Copy the following listing word for word.
◇ ◇ ◇ ◇ ◇ ◇ ◇
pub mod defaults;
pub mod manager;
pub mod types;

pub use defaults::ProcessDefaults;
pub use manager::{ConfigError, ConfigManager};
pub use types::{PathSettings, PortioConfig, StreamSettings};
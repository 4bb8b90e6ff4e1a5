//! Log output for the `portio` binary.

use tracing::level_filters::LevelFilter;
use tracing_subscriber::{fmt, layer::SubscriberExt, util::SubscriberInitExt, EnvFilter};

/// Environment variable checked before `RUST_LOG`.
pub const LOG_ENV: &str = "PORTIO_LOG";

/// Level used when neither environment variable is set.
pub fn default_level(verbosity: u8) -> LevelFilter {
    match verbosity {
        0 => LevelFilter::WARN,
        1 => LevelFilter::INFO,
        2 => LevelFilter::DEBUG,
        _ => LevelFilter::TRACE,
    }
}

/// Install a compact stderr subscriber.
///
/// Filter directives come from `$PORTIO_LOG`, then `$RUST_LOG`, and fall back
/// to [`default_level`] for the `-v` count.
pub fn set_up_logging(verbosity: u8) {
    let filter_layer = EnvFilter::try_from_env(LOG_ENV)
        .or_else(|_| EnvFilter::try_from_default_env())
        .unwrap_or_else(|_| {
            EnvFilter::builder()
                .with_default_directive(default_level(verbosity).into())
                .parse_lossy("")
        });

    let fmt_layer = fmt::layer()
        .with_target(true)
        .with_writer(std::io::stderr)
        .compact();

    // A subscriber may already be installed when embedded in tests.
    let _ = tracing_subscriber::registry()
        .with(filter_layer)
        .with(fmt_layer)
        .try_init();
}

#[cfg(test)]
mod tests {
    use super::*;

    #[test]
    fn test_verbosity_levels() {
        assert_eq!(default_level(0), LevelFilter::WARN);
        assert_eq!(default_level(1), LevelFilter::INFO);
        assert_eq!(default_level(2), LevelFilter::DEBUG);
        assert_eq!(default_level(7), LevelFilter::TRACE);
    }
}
◇ ◇ ◇ ◇ ◇ ◇ ◇
Solution to this problem »
pub mod defaults;
pub mod manager;
pub mod types;

pub use defaults::ProcessDefaults;
pub use manager::{ConfigError, ConfigManager};
pub use types::{PathSettings, PortioConfig, StreamSettings};
repository 4bb8b90e6ff4e1a5
//! Log output for the `portio` binary.

use tracing::level_filters::LevelFilter;
use tracing_subscriber::{fmt, layer::SubscriberExt, util::SubscriberInitExt, EnvFilter};

/// Environment variable checked before `RUST_LOG`.
pub const LOG_ENV: &str = "PORTIO_LOG";

/// Level used when neither environment variable is set.
pub fn default_level(verbosity: u8) -> LevelFilter {
    match verbosity {
        0 => LevelFilter::WARN,
        1 => LevelFilter::INFO,
        2 => LevelFilter::DEBUG,
        _ => LevelFilter::TRACE,
    }
}

/// Install a compact stderr subscriber.
///
/// Filter directives come from `$PORTIO_LOG`, then `$RUST_LOG`, and fall back
/// to [`default_level`] for the `-v` count.
pub fn set_up_logging(verbosity: u8) {
    let filter_layer = EnvFilter::try_from_env(LOG_ENV)
        .or_else(|_| EnvFilter::try_from_default_env())
        .unwrap_or_else(|_| {
            EnvFilter::builder()
                .with_default_directive(default_level(verbosity).into())
                .parse_lossy("")
        });

    let fmt_layer = fmt::layer()
        .with_target(true)
        .with_writer(std::io::stderr)
        .compact();

    // A subscriber may already be installed when embedded in tests.
    let _ = tracing_subscriber::registry()
        .with(filter_layer)
        .with(fmt_layer)
        .try_init();
}

#[cfg(test)]
mod tests {
    use super::*;

    #[test]
    fn test_verbosity_levels() {
        assert_eq!(default_level(0), LevelFilter::WARN);
        assert_eq!(default_level(1), LevelFilter::INFO);
        assert_eq!(default_level(2), LevelFilter::DEBUG);
        assert_eq!(default_level(7), LevelFilter::TRACE);
    }
}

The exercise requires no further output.